Sunday, April 26, 2020

CORPORATE GOVERNANCE - CEO DUALITY
The Security and Exchange Board of India (SEBI) has deferred the  date by which the top 500 listed companies are required to comply with regulation to separate the roles of the chairperson and the CEO from April 1, 2020 to April 1, 2022. The SEBI regulation requires that the non-executive chairperson and the CEO should not be related to each other as per the definition of relative in the Companies Act 2013. It is explained that SEBI has taken the decision to defer the applicability of the regulation in view of the demand from companies and to keep the compliance burden low in the wake of current economic scenario. 
When we see through the lens of agency theory, which assumes that the manager ignores the interest of the company  and enriches itself unless monitored, separation of the two roles -  chairperson and CEO makes sense, albeit theoretically.  Independent chairperson improves the oversight function of the board. The chairperson has clear authority to speak on behalf of the company and to manage the board meetings. Separation  mitigates the conflict of interest in the areas of performance evaluation, executive compensation, succession planning, and appointment of new directors. It  allows the CEO to focus on strategy implementation and organisational issues, as the responsibilities related to management oversight, board leadership and governance-related matters lie with the chairperson. Crafting strategy is the joint responsibility of the board and the CEO. 
When we see through the lens of the stewardship theory, which assumes that the manager is motivated to work in the interest of the company, separation of the two positions does not make sense. A manger, who is self-motivated to work in the interest of the company, does not required monitoring. On the other hand,  separation of the two roles results in losing the benefits of ‘unity of command’.
The U.K. Code of Corporate governance, which is a soft law (comply or explain) mandates that the same individual should not occupy both the positions. In U.S.A. there is no mandate to separate the roles of the chairperson and the CEO. However, more and more companies in U.S.A. are now separating the two roles. In 2005, in 30 per cent of the S&P 500 companies the role of chairperson and the CEO were split. In 2013, the percentage increased to 40 per cent and now it is 53 per cent. OECD Corporate Governance Fact Bok 2019 reports that out of 37 jurisdictions covered in the report, 30 per cent require separation, 30 percent do not require separation, 35 per cent recommend separation and 5 percent have incentive mechanism to induce separation. 

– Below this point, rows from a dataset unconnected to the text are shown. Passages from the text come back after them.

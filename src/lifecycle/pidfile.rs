//! Process id file.

use std::fs;
use std::io;
use std::path::{Path, PathBuf};

/// A file holding this process's id, removed on drop.
#[derive(Debug)]
pub struct PidFile {
    path: PathBuf,
    pid: u32,
}

impl PidFile {
    /// Write the current process id to `path`, replacing any previous content.
    pub fn create(path: impl Into<PathBuf>) -> io::Result<Self> {
        let path = path.into();
        let pid = std::process::id();
        fs::write(&path, pid.to_string())?;
        tracing::debug!(path = %path.display(), pid, "Wrote pid file");
        Ok(Self { path, pid })
    }

    pub fn pid(&self) -> u32 {
        self.pid
    }

    pub fn path(&self) -> &Path {
        &self.path
    }
}

impl Drop for PidFile {
    fn drop(&mut self) {
        if let Err(e) = fs::remove_file(&self.path) {
            tracing::warn!(path = %self.path.display(), error = %e, "Failed to remove pid file");
        }
    }
}

#[cfg(test)]
mod tests {
    use super::*;

    #[test]
    fn writes_pid_and_removes_on_drop() {
        let dir = tempfile::tempdir().unwrap();
        let path = dir.path().join("svc.pid");
        fs::write(&path, "stale content that is longer").unwrap();

        let pid_file = PidFile::create(&path).unwrap();
        assert_eq!(fs::read_to_string(&path).unwrap(), std::process::id().to_string());
        assert_eq!(pid_file.pid(), std::process::id());

        drop(pid_file);
        assert!(!path.exists());
    }

    #[test]
    fn missing_directory_is_an_error() {
        let dir = tempfile::tempdir().unwrap();
        assert!(PidFile::create(dir.path().join("nope/svc.pid")).is_err());
    }
}
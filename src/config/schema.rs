//! Configuration schema definitions.
//!
//! This module defines the complete configuration structure for the toolkit.
//! All types derive Serde traits for deserialization from config files.

use serde::{Deserialize, Serialize};
use std::time::Duration;

/// Root configuration.
#[derive(Debug, Clone, Deserialize, Serialize, Default)]
#[serde(default)]
pub struct ToolkitConfig {
    /// Inbound HTTP service.
    pub service: ServiceConfig,

    /// Outbound HTTP client.
    pub client: ClientConfig,

    /// SQL connection pool.
    pub sql: SqlConfig,

    /// Cache connection pool.
    pub cache: CacheConfig,

    /// Logging and metrics.
    pub observability: ObservabilityConfig,

    /// Shutdown sequencing.
    pub shutdown: ShutdownConfig,

    /// Optional pid file written at startup and removed on exit.
    pub pid_file: Option<String>,
}

/// Admission gate settings shared by every facade.
#[derive(Debug, Clone, Copy, PartialEq, Eq, Deserialize, Serialize)]
#[serde(default)]
pub struct AdmissionConfig {
    /// Maximum concurrent admissions. 0 disables gating.
    pub capacity: usize,

    /// How long to wait for a slot before answering busy, in milliseconds.
    /// 0 waits indefinitely (until a slot frees or the caller cancels).
    pub hesitation_ms: u64,
}

impl AdmissionConfig {
    pub fn hesitation(&self) -> Duration {
        Duration::from_millis(self.hesitation_ms)
    }

    /// Unbounded, no hesitation window.
    pub fn unbounded() -> Self {
        Self {
            capacity: 0,
            hesitation_ms: 0,
        }
    }
}

impl Default for AdmissionConfig {
    fn default() -> Self {
        Self::unbounded()
    }
}

/// Inbound HTTP service configuration.
#[derive(Debug, Clone, Deserialize, Serialize)]
#[serde(default)]
pub struct ServiceConfig {
    /// Bind address (e.g., "0.0.0.0:8080").
    pub bind_address: String,

    /// Concurrent request admission.
    pub admission: AdmissionConfig,

    /// Status answered when no slot frees within the hesitation window.
    pub busy_status: u16,

    /// Per-request timeout in seconds.
    pub request_timeout_secs: u64,
}

impl Default for ServiceConfig {
    fn default() -> Self {
        Self {
            bind_address: "0.0.0.0:8080".to_string(),
            admission: AdmissionConfig {
                capacity: 0,
                hesitation_ms: 50,
            },
            busy_status: 408,
            request_timeout_secs: 10,
        }
    }
}

/// Outbound HTTP client configuration.
#[derive(Debug, Clone, Deserialize, Serialize)]
#[serde(default)]
pub struct ClientConfig {
    /// Concurrent outbound call admission.
    pub admission: AdmissionConfig,

    /// Total per-request timeout in seconds. 0 disables it.
    pub timeout_secs: u64,

    /// TCP connect timeout in seconds.
    pub connect_timeout_secs: u64,

    /// TCP keep-alive interval in seconds.
    pub tcp_keepalive_secs: u64,
}

impl Default for ClientConfig {
    fn default() -> Self {
        Self {
            admission: AdmissionConfig::unbounded(),
            timeout_secs: 30,
            connect_timeout_secs: 10,
            tcp_keepalive_secs: 60,
        }
    }
}

/// SQL (SQLite) pool configuration.
#[derive(Debug, Clone, Deserialize, Serialize)]
#[serde(default)]
pub struct SqlConfig {
    /// Database file path, or ":memory:".
    pub path: String,

    /// Concurrent statement admission.
    pub admission: AdmissionConfig,

    /// Idle connections older than this are closed on borrow. 0 keeps them forever.
    pub idle_timeout_secs: u64,
}

impl Default for SqlConfig {
    fn default() -> Self {
        Self {
            path: "svckit.db".to_string(),
            admission: AdmissionConfig::unbounded(),
            idle_timeout_secs: 60,
        }
    }
}

/// Cache pool configuration.
#[derive(Debug, Clone, Deserialize, Serialize)]
#[serde(default)]
pub struct CacheConfig {
    /// Concurrent connection admission.
    pub admission: AdmissionConfig,

    /// Idle connections older than this are closed on borrow. 0 keeps them forever.
    pub idle_timeout_secs: u64,
}

impl Default for CacheConfig {
    fn default() -> Self {
        Self {
            admission: AdmissionConfig::unbounded(),
            idle_timeout_secs: 60,
        }
    }
}

/// Log output format.
#[derive(Debug, Clone, Copy, PartialEq, Eq, Deserialize, Serialize, Default)]
#[serde(rename_all = "lowercase")]
pub enum LogFormat {
    #[default]
    Pretty,
    Json,
}

/// Observability configuration.
#[derive(Debug, Clone, Deserialize, Serialize)]
#[serde(default)]
pub struct ObservabilityConfig {
    /// Log level filter (trace, debug, info, warn, error, or an EnvFilter directive).
    pub log_level: String,

    /// Stderr log format.
    pub log_format: LogFormat,

    /// Optional JSON log file, reopened on SIGUSR1.
    pub log_file: Option<String>,

    /// Enable metrics endpoint.
    pub metrics_enabled: bool,

    /// Metrics endpoint bind address.
    pub metrics_address: String,
}

impl Default for ObservabilityConfig {
    fn default() -> Self {
        Self {
            log_level: "info".to_string(),
            log_format: LogFormat::Pretty,
            log_file: None,
            metrics_enabled: false,
            metrics_address: "0.0.0.0:9090".to_string(),
        }
    }
}

/// Shutdown configuration.
#[derive(Debug, Clone, Deserialize, Serialize)]
#[serde(default)]
pub struct ShutdownConfig {
    /// Time allowed for in-flight work to drain, in seconds.
    pub grace_period_secs: u64,
}

impl ShutdownConfig {
    pub fn grace_period(&self) -> Duration {
        Duration::from_secs(self.grace_period_secs)
    }
}

impl Default for ShutdownConfig {
    fn default() -> Self {
        Self {
            grace_period_secs: 30,
        }
    }
}

#[cfg(test)]
mod tests {
    use super::*;

    #[test]
    fn empty_document_uses_defaults() {
        let config: ToolkitConfig = toml::from_str("").unwrap();
        assert_eq!(config.service.admission.hesitation_ms, 50);
        assert_eq!(config.service.busy_status, 408);
        assert_eq!(config.client.admission, AdmissionConfig::unbounded());
        assert!(config.pid_file.is_none());
    }

    #[test]
    fn partial_sections_keep_other_defaults() {
        let config: ToolkitConfig = toml::from_str(
            r#"
            [service]
            bind_address = "127.0.0.1:9000"

            [service.admission]
            capacity = 64

            [observability]
            log_format = "json"
            "#,
        )
        .unwrap();
        assert_eq!(config.service.bind_address, "127.0.0.1:9000");
        assert_eq!(config.service.admission.capacity, 64);
        assert_eq!(config.service.admission.hesitation_ms, 0);
        assert_eq!(config.service.request_timeout_secs, 10);
        assert_eq!(config.observability.log_format, LogFormat::Json);
    }
}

Research fails to provide conclusive evidence that the separation of the two roles improves performance. Research evidence suggests  that benefits and drawback of separation of the two roles are situation dependent and depend on array of factors. Two professors of Stanford University examined the leadership structure and the circumstances under  which they changed over a twenty-year period (1996-2015). Their sample consisted of 100 largest and 100 smallest of Fortune 1,000 companies (2016). They reported that most separations (78 per cent) occur during orderly succession when the former founder, CEO or other officer continuing to serve as chairperson temporarily or permanently. Research evidence suggest that the temporary separation provides stability.  The vast majority of cases of combining the two positions (91 per cent) involve an orderly succession at the top. In a nutshell, changes in the leadership involved orderly succession. In some cases, companies separated the two positions to address corporate governance failures under shareholders’ pressure. 
Indian family businesses dominate the corporate sector and will continue to drive the growth of the economy. Stewardship theory better explains the behaviour of the controlling shareholder (the family). Mandating family businesses to separate the chairperson and CEO positions is like forcing someone to take medicine without an ailment, ignoring the ill effect of the same. One complaint against family businesses is that the family expropriates the wealth of non-controlling shareholders through abusive related party transactions (RPT) etc. This has already been addressed under the current dispensation by making the audit committee responsible to approve RPTs.  Appointment of a lead independent director might be a better option than mandating separation of the positions of the chairperson and CEO.  If, companies are forced to separate the two positions, they will prefer to appoint the nominee of the controlling shareholder as the non-executive chairperson and an outsider as CEO, who will be subservient to the chairperson in the interest of the company and in his/her self-interest.